> [THE DATA]:
------------------------------

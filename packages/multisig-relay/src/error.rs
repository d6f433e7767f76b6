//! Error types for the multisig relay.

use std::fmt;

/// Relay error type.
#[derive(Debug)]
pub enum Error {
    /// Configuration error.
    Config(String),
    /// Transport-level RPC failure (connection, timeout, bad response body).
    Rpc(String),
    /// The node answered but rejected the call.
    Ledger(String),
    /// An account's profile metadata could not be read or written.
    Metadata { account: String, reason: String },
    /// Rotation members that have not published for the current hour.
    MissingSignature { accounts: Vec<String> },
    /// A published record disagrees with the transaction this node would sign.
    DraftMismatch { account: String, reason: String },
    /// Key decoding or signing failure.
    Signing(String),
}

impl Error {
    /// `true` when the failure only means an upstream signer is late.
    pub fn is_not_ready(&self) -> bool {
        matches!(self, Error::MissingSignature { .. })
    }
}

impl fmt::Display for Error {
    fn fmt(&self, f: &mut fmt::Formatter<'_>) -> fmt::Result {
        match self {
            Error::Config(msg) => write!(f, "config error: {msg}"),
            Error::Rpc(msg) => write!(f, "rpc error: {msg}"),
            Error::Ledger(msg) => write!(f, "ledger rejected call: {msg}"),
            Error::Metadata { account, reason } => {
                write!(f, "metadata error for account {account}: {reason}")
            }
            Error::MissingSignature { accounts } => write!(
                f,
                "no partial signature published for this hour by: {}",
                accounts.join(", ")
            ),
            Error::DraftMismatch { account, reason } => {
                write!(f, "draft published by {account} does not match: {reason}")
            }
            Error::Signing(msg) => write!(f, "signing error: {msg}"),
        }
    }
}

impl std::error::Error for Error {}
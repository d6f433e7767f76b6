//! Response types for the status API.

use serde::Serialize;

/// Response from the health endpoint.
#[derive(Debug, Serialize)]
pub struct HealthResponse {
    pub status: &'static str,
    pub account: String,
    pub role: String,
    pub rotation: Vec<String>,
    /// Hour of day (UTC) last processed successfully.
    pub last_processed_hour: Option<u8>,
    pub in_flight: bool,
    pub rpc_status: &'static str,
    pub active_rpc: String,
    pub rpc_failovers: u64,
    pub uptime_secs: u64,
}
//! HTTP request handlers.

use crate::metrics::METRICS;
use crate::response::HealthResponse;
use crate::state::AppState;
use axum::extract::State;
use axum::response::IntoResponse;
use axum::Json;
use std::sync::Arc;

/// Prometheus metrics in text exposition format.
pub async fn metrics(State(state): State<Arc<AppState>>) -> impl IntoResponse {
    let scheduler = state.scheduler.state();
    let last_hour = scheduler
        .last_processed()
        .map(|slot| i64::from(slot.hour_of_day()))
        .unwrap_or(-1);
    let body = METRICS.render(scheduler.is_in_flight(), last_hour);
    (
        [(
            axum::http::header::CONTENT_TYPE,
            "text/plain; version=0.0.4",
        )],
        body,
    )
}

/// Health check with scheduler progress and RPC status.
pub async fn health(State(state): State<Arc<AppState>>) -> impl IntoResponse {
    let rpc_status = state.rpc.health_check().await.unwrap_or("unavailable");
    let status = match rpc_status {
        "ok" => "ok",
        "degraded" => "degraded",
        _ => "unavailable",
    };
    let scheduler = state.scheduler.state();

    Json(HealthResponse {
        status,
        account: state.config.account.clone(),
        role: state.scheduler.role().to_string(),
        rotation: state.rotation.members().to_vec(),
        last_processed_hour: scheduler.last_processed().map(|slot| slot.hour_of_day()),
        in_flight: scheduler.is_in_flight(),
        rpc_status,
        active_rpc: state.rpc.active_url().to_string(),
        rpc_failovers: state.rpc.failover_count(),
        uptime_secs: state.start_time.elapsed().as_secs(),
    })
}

------------------------------

> [EXERCISE DETAILS]: Could you copy out all the material word for word?

> [EXERCISE RESPONSE]:
filename packages/multisig-relay/src/error.rs
repository d6f433e7767f76b6
//! Error types for the multisig relay.

use std::fmt;

/// Relay error type.
#[derive(Debug)]
pub enum Error {
    /// Configuration error.
    Config(String),
    /// Transport-level RPC failure (connection, timeout, bad response body).
    Rpc(String),
    /// The node answered but rejected the call.
    Ledger(String),
    /// An account's profile metadata could not be read or written.
    Metadata { account: String, reason: String },
    /// Rotation members that have not published for the current hour.
    MissingSignature { accounts: Vec<String> },
    /// A published record disagrees with the transaction this node would sign.
    DraftMismatch { account: String, reason: String },
    /// Key decoding or signing failure.
    Signing(String),
}

impl Error {
    /// `true` when the failure only means an upstream signer is late.
    pub fn is_not_ready(&self) -> bool {
        matches!(self, Error::MissingSignature { .. })
    }
}

impl fmt::Display for Error {
    fn fmt(&self, f: &mut fmt::Formatter<'_>) -> fmt::Result {
        match self {
            Error::Config(msg) => write!(f, "config error: {msg}"),
            Error::Rpc(msg) => write!(f, "rpc error: {msg}"),
            Error::Ledger(msg) => write!(f, "ledger rejected call: {msg}"),
            Error::Metadata { account, reason } => {
                write!(f, "metadata error for account {account}: {reason}")
            }
            Error::MissingSignature { accounts } => write!(
                f,
                "no partial signature published for this hour by: {}",
                accounts.join(", ")
            ),
            Error::DraftMismatch { account, reason } => {
                write!(f, "draft published by {account} does not match: {reason}")
            }
            Error::Signing(msg) => write!(f, "signing error: {msg}"),
        }
    }
}

impl std::error::Error for Error {}
repository d6f433e7767f76b6
//! Response types for the status API.

use serde::Serialize;

/// Response from the health endpoint.
#[derive(Debug, Serialize)]
pub struct HealthResponse {
    pub status: &'static str,
    pub account: String,
    pub role: String,
    pub rotation: Vec<String>,
    /// Hour of day (UTC) last processed successfully.
    pub last_processed_hour: Option<u8>,
    pub in_flight: bool,
    pub rpc_status: &'static str,
    pub active_rpc: String,
    pub rpc_failovers: u64,
    pub uptime_secs: u64,
}
//! HTTP request handlers.

use crate::metrics::METRICS;
use crate::response::HealthResponse;
use crate::state::AppState;
use axum::extract::State;
use axum::response::IntoResponse;
use axum::Json;
use std::sync::Arc;

/// Prometheus metrics in text exposition format.
pub async fn metrics(State(state): State<Arc<AppState>>) -> impl IntoResponse {
    let scheduler = state.scheduler.state();
    let last_hour = scheduler
        .last_processed()
        .map(|slot| i64::from(slot.hour_of_day()))
        .unwrap_or(-1);
    let body = METRICS.render(scheduler.is_in_flight(), last_hour);
    (
        [(
            axum::http::header::CONTENT_TYPE,
            "text/plain; version=0.0.4",
        )],
        body,
    )
}

/// Health check with scheduler progress and RPC status.
pub async fn health(State(state): State<Arc<AppState>>) -> impl IntoResponse {
    let rpc_status = state.rpc.health_check().await.unwrap_or("unavailable");
    let status = match rpc_status {
        "ok" => "ok",
        "degraded" => "degraded",
        _ => "unavailable",
    };
    let scheduler = state.scheduler.state();

    Json(HealthResponse {
        status,
        account: state.config.account.clone(),
        role: state.scheduler.role().to_string(),
        rotation: state.rotation.members().to_vec(),
        last_processed_hour: scheduler.last_processed().map(|slot| slot.hour_of_day()),
        in_flight: scheduler.is_in_flight(),
        rpc_status,
        active_rpc: state.rpc.active_url().to_string(),
        rpc_failovers: state.rpc.failover_count(),
        uptime_secs: state.start_time.elapsed().as_secs(),
    })
}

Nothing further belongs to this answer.